Sans nier la gravité de la crise sanitaire et la nécessité absolue du confinement, nous ne devons pas occulter les risques auxquels sont exposés les femmes et les enfants dans les foyers violents. Le confinement peut être un piège terrible quand il enferme une famille dans la terreur permanente des insultes, des cris et des coups. En cette période où nous déployons une immense énergie pour essayer de dominer nos frustrations et notre angoisse, il faut imaginer ce que peut être le quotidien des victimes de violences, a fortiori quand le drame se joue dans un logement exigu : l’enfer.
En annonçant la mise en place d’un plan de continuité pour protéger les victimes de violences conjugales, la secrétaire d’Etat chargée de l’Egalité entre les femmes et les hommes et de la lutte contre la discrimination Marlène Schiappa a anticipé ce danger. Le maintien du numéro d’appel 3919 est une excellente initiative et il faut remercier les écoutants qui continuent d’exercer cette mission dans des conditions beaucoup plus complexes.
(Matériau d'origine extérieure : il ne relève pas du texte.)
//! # Authentication Errors
//!
//! The error taxonomy callers see. Each family maps to a different reaction:
//!
//! | Variant | Meaning | Caller reaction |
//! |---------|---------|-----------------|
//! | `Configuration` | Bad key material or settings at construction | Fix setup, never retry |
//! | `Protocol` | Server-reported error or structurally bad response | Surface, maybe retry |
//! | `Signature` | HMAC/ECDSA mismatch, wrong key bound | Security event, never retry blindly |
//! | `State` | Missing capability or out-of-order handshake step | Programming error |
//! | `Policy` | Terms of service digest mismatch | Ask the operator |
//! | `Transport` | The external transport failed | Caller's retry policy |

use super::binding::BindingState;
use crate::ports::outbound::TransportError;
use cpt_crypto::CryptoError;
use thiserror::Error;

/// Construction-time failures. Fatal; never raised mid-call.
#[derive(Debug, Clone, Error, PartialEq, Eq)]
pub enum ConfigError {
    /// A required credential field is empty or absent
    #[error("Missing required credential field: {0}")]
    MissingCredential(&'static str),

    /// Key material was rejected (wrong curve, malformed PEM, mismatched pair)
    #[error("Invalid key material: {0}")]
    InvalidKey(#[source] CryptoError),

    /// A configuration value is out of range or unparsable
    #[error("Invalid value for {field}: {reason}")]
    InvalidValue {
        /// Offending setting
        field: &'static str,
        /// Why it was rejected
        reason: String,
    },
}

/// The server said no, or said something we cannot parse.
#[derive(Debug, Clone, Error, PartialEq, Eq)]
pub enum ProtocolError {
    /// The response carried an `error` field
    #[error("Server error: {0}")]
    Server(String),

    /// A required response field is absent
    #[error("Missing field in response: {0}")]
    MissingField(&'static str),

    /// Response is not the expected JSON/base64 shape
    #[error("Malformed message: {0}")]
    Malformed(String),
}

/// Cryptographic authentication failures. Always a security event.
#[derive(Debug, Clone, Error, PartialEq, Eq)]
pub enum SignatureError {
    /// HMAC recomputed over the payload does not match
    #[error("HMAC signature does not match")]
    HmacMismatch,

    /// ECDSA signature does not verify against the trust anchor
    #[error("ECC signature does not match")]
    EccVerificationFailed,

    /// Callback claims an API key that is not ours
    #[error("Unexpected API key received")]
    UnexpectedApiKey,

    /// Server acknowledged a different public key than the one submitted
    #[error("Unexpected public key: expected {expected}, server bound {received}")]
    BoundKeyMismatch {
        /// Fingerprint we submitted
        expected: String,
        /// Fingerprint the server acknowledged
        received: String,
    },
}

/// Operation attempted without the state it needs.
#[derive(Debug, Clone, Error, PartialEq, Eq)]
pub enum StateError {
    /// ECC signing requested but no keypair is configured
    #[error("ECC authentication unavailable: no keypair configured")]
    EccUnavailable,

    /// HMAC signing requested but no credentials are configured
    #[error("HMAC authentication unavailable: no credentials configured")]
    NoCredentials,

    /// System clock reads earlier than the Unix epoch
    #[error("System clock is before the Unix epoch")]
    ClockBeforeEpoch,

    /// Account binding step called in the wrong state
    #[error("Account binding step '{step}' not allowed in state {state:?}")]
    OutOfOrder {
        /// Step that was attempted
        step: &'static str,
        /// State the binding was in
        state: BindingState,
    },
}

/// Policy rejections that are not cryptographic failures.
#[derive(Debug, Clone, Error, PartialEq, Eq)]
pub enum PolicyError {
    /// Server terms digest differs from the locally accepted one
    #[error("Terms of service is out-of-date: expected {expected}, received {received:?}")]
    TermsOutdated {
        /// Locally accepted digest
        expected: String,
        /// Digest in the acknowledgment, if any
        received: Option<String>,
    },
}

/// Top-level error for every `cpt-auth` operation.
#[derive(Debug, Clone, Error, PartialEq, Eq)]
pub enum AuthError {
    /// See [`ConfigError`]
    #[error(transparent)]
    Configuration(#[from] ConfigError),

    /// See [`ProtocolError`]
    #[error(transparent)]
    Protocol(#[from] ProtocolError),

    /// See [`SignatureError`]
    #[error(transparent)]
    Signature(#[from] SignatureError),

    /// See [`StateError`]
    #[error(transparent)]
    State(#[from] StateError),

    /// See [`PolicyError`]
    #[error(transparent)]
    Policy(#[from] PolicyError),

    /// Failure reported by the transport
    #[error(transparent)]
    Transport(#[from] TransportError),

    /// Signing primitive failed (entropy source unavailable)
    #[error("Cryptographic failure: {0}")]
    Crypto(#[source] CryptoError),
}

impl AuthError {
    /// True when the failure should be logged and alerted as a security event.
    pub fn is_security_event(&self) -> bool {
        matches!(self, AuthError::Signature(_))
    }

    /// Message reported by the server, if this error carried one.
    pub fn server_message(&self) -> Option<&str> {
        match self {
            AuthError::Protocol(ProtocolError::Server(message)) => Some(message),
            _ => None,
        }
    }
}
Face à l’isolement de la victime
De nombreuses questions persistent cependant : comment fuir un conjoint violent – surtout avec des enfants – quand les parents et amis susceptibles d’offrir un refuge sont loin, quand les transports sont aléatoires et quand les hébergements d’urgence, structurellement débordés, peuvent difficilement garantir des conditions de sécurité correctes face au virus ? Quelles mesures prendre pour protéger les victimes établies habituellement hors de France ? Comment les victimes confinées chez elles peuvent-elles joindre le 3919 ou la plateforme en ligne dédiée aux victimes de violences, alors que l’on sait que le premier signe de violences conjugales est l’isolement de la victime, privée de tout moyen de communication autonome par son compagnon violent qui lui a souvent confisqué son téléphone et s’acharne à traquer ses mails ?
Si l’accompagnement des victimes peut toujours être assuré par les services de police et si le dépôt de plainte demeure possible, comment envisager qu’une victime puisse, sans courir un danger accru, porter plainte contre un conjoint violent avec lequel elle est condamnée à cohabiter à cause du confinement ? Est-il encore possible, compte tenu de l’état de nos hôpitaux, d’y faire établir des constats médicaux de coups et violences sexuelles ?
Enfin, ne peut-on craindre que, malgré le renforcement récent, dans le sillage du Grenelle de lutte contre les violences conjugales, des efforts de formation et de sensibilisation des personnels de police et de gendarmerie, ceux-ci aient le réflexe de minimiser ces violences et de les considérer comme un effet compréhensible, voire excusable, du stress lié au confinement ? Chaque jour, le décompte glaçant des victimes du coronavirus a remplacé celui des féminicides qui avait marqué l’année 2019. L’épidémie a fait disparaître les violences conjugales et intrafamiliales de l’actualité mais pas de la réalité.
Tous concernés
Nous, sénatrices et sénateurs, demandons solennellement au gouvernement de continuer à assurer la protection, en cette période de crise sanitaire majeure, des femmes et des enfants victimes de violences, que l’exigence de confinement expose à des dangers encore plus graves. Malgré l’épreuve exceptionnelle que traverse notre pays, les femmes et les enfants qui subissent des violences ne doivent en aucun cas être sacrifiés.
Le gouvernement peut compter sur les collectivités territoriales – les départements comme les communes – déjà très impliquées en temps normal dans les missions d’aide aux personnes vulnérables, de protection de l’enfance et de lutte contre les violences, pour apporter les solutions adaptées à chaque territoire pendant cette période exceptionnelle. La question des moyens alloués à ces missions et à leurs acteurs reste d’actualité.
Engageons-nous, ensemble, pour que le nombre de ces victimes n’alourdisse pas le bilan, d’ores et déjà effroyable, de la crise sanitaire. Violences intrafamiliales : citoyens, voisins, amis, parents, collègues, tous concernés, tous acteurs, tous mobilisés, tous vigilants. C’est notre responsabilité collective.